The authors make recommendations for changes in global HR management at the individual level and also at a systemic level.  Individually, they recommend "skills required by individual managers to be globally competent" and systemically, they recommend "a framework for assessing globally competent human resource systems".  Both of these suggestions are illustrated in the article by showing how much improvement is needed in these areas by the majority of North American firms.
In beginning to address the main concern of the article which is "how to create human systems capable of implementing transnational business strategies", the authors begin by explaining five essential skills that are needed by transnational managers as part of their necessary broad range of skills that must surpass those of an international manager.  These include taking a global perspective, learning about foreign cultures, working well with people from different cultures, adapting to living in other cultures and interacting on an equal level with foreign colleagues.

The article next discusses the four stages that a firm progresses through in reaching the transnational phase.  These include beginning domestically, going international, becoming multinational, and finally, competing at a global level by transforming into a transnational firm.  In discussing each of these phases it is important to note that that with each progressive title, managers and executives of such companies need more skills. 

The development of such competent managers who are able to be effective in transnational firms is dependent on the firm's "capability to design and manage transnational human resource systems".    Such a system is defined as one that "recruits, develops, retains and utilizes managers and executives who are competent transnationally".  

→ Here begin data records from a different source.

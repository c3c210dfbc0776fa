// SPDX-License-Identifier: MPL-2.0
// This Source Code Form is subject to the terms of the Mozilla Public
// License, v. 2.0. If a copy of the MPL was not distributed with this
// file, You can obtain one at https://mozilla.org/MPL/2.0/.

//! Appliances as seen by the voice assistant.

use std::fmt;
use std::str::FromStr;

use serde::{Deserialize, Serialize};
use serde_json::{Map, Value};

use crate::command::ControlCommand;
use crate::descriptor::DeviceDescriptor;
use crate::error::ValueError;
use crate::types::{DeviceLevel, DeviceNumber};

const MISSING_MANUFACTURER: &str = "Missing Manufacturer Name";
const MISSING_MODEL: &str = "Missing Model Name";
const MISSING_VERSION: &str = "Missing Version String";
const MISSING_FRIENDLY_NAME: &str = "Missing Friendly Name";
const MISSING_DESCRIPTION: &str = "Missing Description";

/// One appliance returned by discovery.
#[derive(Debug, Clone, PartialEq, Serialize, Deserialize)]
#[serde(rename_all = "camelCase")]
pub struct DiscoveredAppliance {
    /// `<cloudDeviceId>-<deviceNumber>`.
    pub appliance_id: String,
    /// Manufacturer name.
    pub manufacturer_name: String,
    /// Model name.
    pub model_name: String,
    /// Descriptor version.
    pub version: String,
    /// Spoken name.
    pub friendly_name: String,
    /// Description.
    pub friendly_description: String,
    /// Always `true`: only connected devices are queried.
    pub is_reachable: bool,
    /// Unused, always empty.
    pub additional_appliance_details: Map<String, Value>,
}

/// Expands a device's descriptor into its appliances.
///
/// Missing descriptor fields are replaced by placeholders so one sloppy
/// firmware does not break discovery for the whole account.
///
/// # Examples
///
/// ```
/// use particle_home::DeviceDescriptor;
/// use particle_home::connected_home::appliances_from_descriptor;
///
/// let appliances = appliances_from_descriptor("abc123", &DeviceDescriptor::default());
/// assert_eq!(appliances[0].appliance_id, "abc123-0");
/// assert_eq!(appliances[0].friendly_name, "Living Room Light");
/// ```
#[must_use]
pub fn appliances_from_descriptor(
    device_id: &str,
    descriptor: &DeviceDescriptor,
) -> Vec<DiscoveredAppliance> {
    descriptor
        .devices
        .iter()
        .enumerate()
        .map(|(i, device)| {
            let suffix = device
                .number
                .map_or_else(|| format!("MISSING-{i}"), |n| n.to_string());
            DiscoveredAppliance {
                appliance_id: format!("{device_id}-{suffix}"),
                manufacturer_name: or_missing(
                    descriptor.manufacturer.as_deref(),
                    MISSING_MANUFACTURER,
                ),
                model_name: or_missing(descriptor.model.as_deref(), MISSING_MODEL),
                version: or_missing(descriptor.version.as_deref(), MISSING_VERSION),
                friendly_name: or_missing(
                    device.friendly_name.as_deref(),
                    MISSING_FRIENDLY_NAME,
                ),
                friendly_description: or_missing(
                    device.friendly_description.as_deref(),
                    MISSING_DESCRIPTION,
                ),
                is_reachable: true,
                additional_appliance_details: Map::new(),
            }
        })
        .collect()
}

fn or_missing(value: Option<&str>, placeholder: &str) -> String {
    match value {
        Some(v) if !v.is_empty() => v.to_string(),
        _ => placeholder.to_string(),
    }
}

/// Parsed `<cloudDeviceId>-<deviceNumber>` appliance identifier.
///
/// # Examples
///
/// ```
/// use particle_home::connected_home::ApplianceId;
///
/// let id: ApplianceId = "abc123-0".parse().unwrap();
/// assert_eq!(id.device_id(), "abc123");
/// assert_eq!(id.device_number().value(), 0);
/// assert!("abc123-MISSING-0".parse::<ApplianceId>().is_err());
/// ```
#[derive(Debug, Clone, PartialEq, Eq)]
pub struct ApplianceId {
    device_id: String,
    device_number: DeviceNumber,
}

impl ApplianceId {
    /// Creates an identifier.
    #[must_use]
    pub fn new(device_id: impl Into<String>, device_number: DeviceNumber) -> Self {
        Self {
            device_id: device_id.into(),
            device_number,
        }
    }

    /// Returns the cloud device identifier.
    #[must_use]
    pub fn device_id(&self) -> &str {
        &self.device_id
    }

    /// Returns the output number on that device.
    #[must_use]
    pub fn device_number(&self) -> DeviceNumber {
        self.device_number
    }

    /// Builds the `control` command that switches this appliance.
    #[must_use]
    pub fn command(&self, action: SwitchAction) -> ControlCommand {
        ControlCommand::new(self.device_number, action.level())
    }
}

impl FromStr for ApplianceId {
    type Err = ValueError;

    fn from_str(s: &str) -> Result<Self, Self::Err> {
        let invalid = || ValueError::InvalidApplianceId(s.to_string());
        let mut parts = s.split('-');
        let (Some(device_id), Some(number), None) = (parts.next(), parts.next(), parts.next())
        else {
            return Err(invalid());
        };
        if device_id.is_empty() {
            return Err(invalid());
        }
        let number = number.parse::<i32>().map_err(|_| invalid())?;
        Ok(Self::new(device_id, DeviceNumber::new(number)))
    }
}

impl fmt::Display for ApplianceId {
    fn fmt(&self, f: &mut fmt::Formatter<'_>) -> fmt::Result {
        write!(f, "{}-{}", self.device_id, self.device_number)
    }
}

/// Requested on/off action.
#[derive(Debug, Clone, Copy, PartialEq, Eq)]
pub enum SwitchAction {
    /// Turn the appliance on.
    TurnOn,
    /// Turn the appliance off.
    TurnOff,
}

impl SwitchAction {
    /// Decodes the request's action. Anything but `TURN_ON` turns off.
    #[must_use]
    pub fn from_wire(action: Option<&str>) -> Self {
        if action == Some("TURN_ON") {
            Self::TurnOn
        } else {
            Self::TurnOff
        }
    }

    /// Returns the level this action applies.
    #[must_use]
    pub const fn level(self) -> DeviceLevel {
        match self {
            Self::TurnOn => DeviceLevel::On,
            Self::TurnOff => DeviceLevel::Off,
        }
    }
}

#[cfg(test)]
mod tests {
    use super::*;
    use crate::command::Command;
    use crate::descriptor::DescribedDevice;

    #[test]
    fn appliances_use_descriptor_fields() {
        let descriptor = DeviceDescriptor::new("0.1", "Acme", "Relay2")
            .with_device(DescribedDevice::new(0, "Fan", "Ceiling fan"))
            .with_device(DescribedDevice::new(1, "Pump", "Garden pump"));
        let appliances = appliances_from_descriptor("dev1", &descriptor);
        assert_eq!(appliances.len(), 2);
        assert_eq!(appliances[1].appliance_id, "dev1-1");
        assert_eq!(appliances[1].manufacturer_name, "Acme");
        assert_eq!(appliances[1].friendly_description, "Garden pump");
        assert!(appliances[1].is_reachable);
    }

    #[test]
    fn appliances_fill_missing_fields() {
        let descriptor = DeviceDescriptor::from_json(r#"{"devices":[{},{"fn":""}]}"#).unwrap();
        let appliances = appliances_from_descriptor("dev1", &descriptor);
        assert_eq!(appliances[0].appliance_id, "dev1-MISSING-0");
        assert_eq!(appliances[1].appliance_id, "dev1-MISSING-1");
        assert_eq!(appliances[0].manufacturer_name, "Missing Manufacturer Name");
        assert_eq!(appliances[0].model_name, "Missing Model Name");
        assert_eq!(appliances[0].version, "Missing Version String");
        assert_eq!(appliances[1].friendly_name, "Missing Friendly Name");
        assert_eq!(appliances[0].friendly_description, "Missing Description");
    }

    #[test]
    fn appliance_serializes_camel_case() {
        let appliance = appliances_from_descriptor("dev1", &DeviceDescriptor::default())
            .pop()
            .unwrap();
        let json = serde_json::to_value(appliance).unwrap();
        assert_eq!(json["applianceId"], "dev1-0");
        assert_eq!(json["isReachable"], true);
        assert_eq!(json["additionalApplianceDetails"], serde_json::json!({}));
    }

    #[test]
    fn appliance_id_requires_two_parts() {
        assert!("abc".parse::<ApplianceId>().is_err());
        assert!("a-b-c".parse::<ApplianceId>().is_err());
        assert!("-0".parse::<ApplianceId>().is_err());
        assert!("abc-x".parse::<ApplianceId>().is_err());
        assert_eq!(
            "abc-3".parse::<ApplianceId>().unwrap(),
            ApplianceId::new("abc", DeviceNumber::new(3))
        );
    }

    #[test]
    fn appliance_id_display_round_trips() {
        let id = ApplianceId::new("abc", DeviceNumber::PRIMARY);
        assert_eq!(id.to_string(), "abc-0");
    }

    #[test]
    fn switch_action_from_wire() {
        assert_eq!(SwitchAction::from_wire(Some("TURN_ON")), SwitchAction::TurnOn);
        assert_eq!(SwitchAction::from_wire(Some("TURN_OFF")), SwitchAction::TurnOff);
        assert_eq!(SwitchAction::from_wire(None), SwitchAction::TurnOff);
    }

    #[test]
    fn command_for_action() {
        let id = ApplianceId::new("abc", DeviceNumber::PRIMARY);
        assert_eq!(id.command(SwitchAction::TurnOn).argument(), "0.1");
        assert_eq!(id.command(SwitchAction::TurnOff).argument(), "0.0");
    }
}
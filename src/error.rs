// SPDX-License-Identifier: MPL-2.0
// This Source Code Form is subject to the terms of the Mozilla Public
// License, v. 2.0. If a copy of the MPL was not distributed with this
// file, You can obtain one at https://mozilla.org/MPL/2.0/.

//! Error types for the `particle_home` library.
//!
//! Rejected control commands are not errors: they are reported as a
//! [`ControlStatus`](crate::command::ControlStatus) so the numeric code can be
//! returned to the cloud caller unchanged. The types below cover everything
//! else: value validation, cloud communication, JSON parsing and calls to
//! functions or variables the device never registered.

use thiserror::Error;

use crate::command::MalformedCommand;
use crate::connected_home::ControlErrorCode;

/// The main error type for this library.
#[derive(Debug, Error)]
pub enum Error {
    /// Error occurred during value validation.
    #[error("value error: {0}")]
    Value(#[from] ValueError),

    /// Error occurred while talking to the cloud.
    #[error("protocol error: {0}")]
    Protocol(#[from] ProtocolError),

    /// Error occurred while parsing a response or descriptor.
    #[error("parse error: {0}")]
    Parse(#[from] ParseError),

    /// Error occurred during a device operation.
    #[error("device error: {0}")]
    Device(#[from] DeviceError),

    /// A command string could not be decoded.
    #[error("malformed command: {0}")]
    Command(#[from] MalformedCommand),
}

/// Errors related to value validation and constraints.
#[derive(Debug, Error, Clone, PartialEq, Eq)]
pub enum ValueError {
    /// A numeric value is outside the allowed range.
    #[error("value {actual} is out of range [{min}, {max}]")]
    OutOfRange {
        /// Minimum allowed value.
        min: i32,
        /// Maximum allowed value.
        max: i32,
        /// The actual value that was provided.
        actual: i32,
    },

    /// An appliance identifier is not of the form `<deviceId>-<sub>`.
    #[error("invalid appliance id: {0}")]
    InvalidApplianceId(String),
}

/// Errors related to Particle Cloud communication.
#[derive(Debug, Error)]
pub enum ProtocolError {
    /// HTTP request failed.
    #[cfg(feature = "http")]
    #[error("HTTP request failed: {0}")]
    Http(#[from] reqwest::Error),

    /// The cloud answered with an unexpected status.
    #[error("connection failed: {0}")]
    ConnectionFailed(String),

    /// Request timed out.
    #[error("request timed out after {0} ms")]
    Timeout(u64),

    /// Invalid URL or address.
    #[error("invalid address: {0}")]
    InvalidAddress(String),

    /// The access token was rejected.
    #[error("authentication failed")]
    AuthenticationFailed,

    /// A function call response did not carry a `return_value`.
    #[error("bad return value: {0}")]
    MissingReturnValue(String),
}

/// Errors related to parsing cloud responses and descriptors.
#[derive(Debug, Error)]
pub enum ParseError {
    /// JSON parsing failed.
    #[error("JSON parse error: {0}")]
    Json(#[from] serde_json::Error),

    /// Expected field is missing.
    #[error("missing field: {0}")]
    MissingField(String),

    /// Unexpected payload shape.
    #[error("unexpected format: {0}")]
    UnexpectedFormat(String),
}

/// Errors related to the device's registered surface.
#[derive(Debug, Error, Clone, PartialEq, Eq)]
pub enum DeviceError {
    /// No function with this name is registered.
    #[error("unknown function: {0}")]
    UnknownFunction(String),

    /// No variable with this name is published.
    #[error("unknown variable: {0}")]
    UnknownVariable(String),
}

/// Errors returned by the Connected Home adapter.
#[derive(Debug, Error)]
pub enum AdapterError {
    /// The request namespace is neither `Discovery` nor `Control`.
    #[error("unsupported namespace: {0}")]
    UnsupportedNamespace(String),

    /// Discovery could not list the account's devices.
    #[error("discovery failed: {0}")]
    Discovery(#[source] Error),

    /// A control request failed; the error is reported to the assistant.
    #[error("control failed: {0}")]
    Control(ControlError),
}

/// Control failure reported back to the voice assistant.
#[derive(Debug, Clone, PartialEq, Eq, Error)]
#[error("{code}: {description}")]
pub struct ControlError {
    /// Name of the request that failed.
    pub name: String,
    /// Error code.
    pub code: ControlErrorCode,
    /// Human readable description.
    pub description: String,
}

impl ControlError {
    /// Creates a control error.
    #[must_use]
    pub fn new(
        name: impl Into<String>,
        code: ControlErrorCode,
        description: impl Into<String>,
    ) -> Self {
        Self {
            name: name.into(),
            code,
            description: description.into(),
        }
    }
}

impl From<ControlError> for AdapterError {
    fn from(err: ControlError) -> Self {
        Self::Control(err)
    }
}

/// A specialized Result type for this library.
pub type Result<T> = std::result::Result<T, Error>;

#[cfg(test)]
mod tests {
    use super::*;

    #[test]
    fn value_error_display() {
        let err = ValueError::OutOfRange {
            min: 0,
            max: 1,
            actual: 5,
        };
        assert_eq!(err.to_string(), "value 5 is out of range [0, 1]");
    }

    #[test]
    fn error_from_device_error() {
        let err: Error = DeviceError::UnknownFunction("blink".to_string()).into();
        assert!(matches!(
            err,
            Error::Device(DeviceError::UnknownFunction(ref name)) if name == "blink"
        ));
    }

    #[test]
    fn protocol_error_display() {
        let err = ProtocolError::MissingReturnValue("{}".to_string());
        assert_eq!(err.to_string(), "bad return value: {}");
        assert_eq!(
            ProtocolError::Timeout(2000).to_string(),
            "request timed out after 2000 ms"
        );
    }

    #[test]
    fn control_error_display() {
        let err = ControlError::new(
            "SwitchOnOffRequest",
            ControlErrorCode::UnsupportedOperation,
            "Unrecognized operation",
        );
        assert_eq!(
            err.to_string(),
            "UNSUPPORTED_OPERATION: Unrecognized operation"
        );
        let err: AdapterError = err.into();
        assert!(matches!(err, AdapterError::Control(_)));
    }

    #[test]
    fn parse_error_display() {
        let err = ParseError::MissingField("result".to_string());
        assert_eq!(err.to_string(), "missing field: result");
    }
}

However, in order to be effective in this definition, such a HR system needs to demonstrate three characteristics. The first of these is transnational scope, which is "the geographical context within all major decisions are made".  The next is transnational representation, which refers to the "multinational composition of the firm's managers and executives".  The last of these necessary characteristics is transnational process which illustrates the "firm's ability to effectively include representatives and ideas from many cultures in its planning and decision making processes".

Ideally then, transnational HR systems must involve each of these three dimensions just discussed in each of the four components that define an effective transnational HR system (recruiting, developing, retaining and utilizing globally competent people).  The article goes on to discuss how the three dimensions apply individually to each of the four necessary components and use examples of results from their survey of 50 North American firms to illustrate their points.  The essential conclusion of this survey was that "North American firms' human resource systems are not nearly as global as their business operations on any of the three fundamental human resource dimensions". 

 But why is this?  The authors suggest that there seems to be some illusions that contribute to why such firms are not acting in a global matter.  They recognize seven specifically and give brief reasons why such illusions are wrong and misleading.  The article concludes by encouraging openness and experimentation in an effort to reach global and transnational goals of the human resource system of a transnational firm.

This article is helpful in understanding the process in becoming transnational and how important the role of human resources is in this process. Human resource systems are not up to date with firm's business strategies, but they need to be in order to enable companies to compete at their highest potential.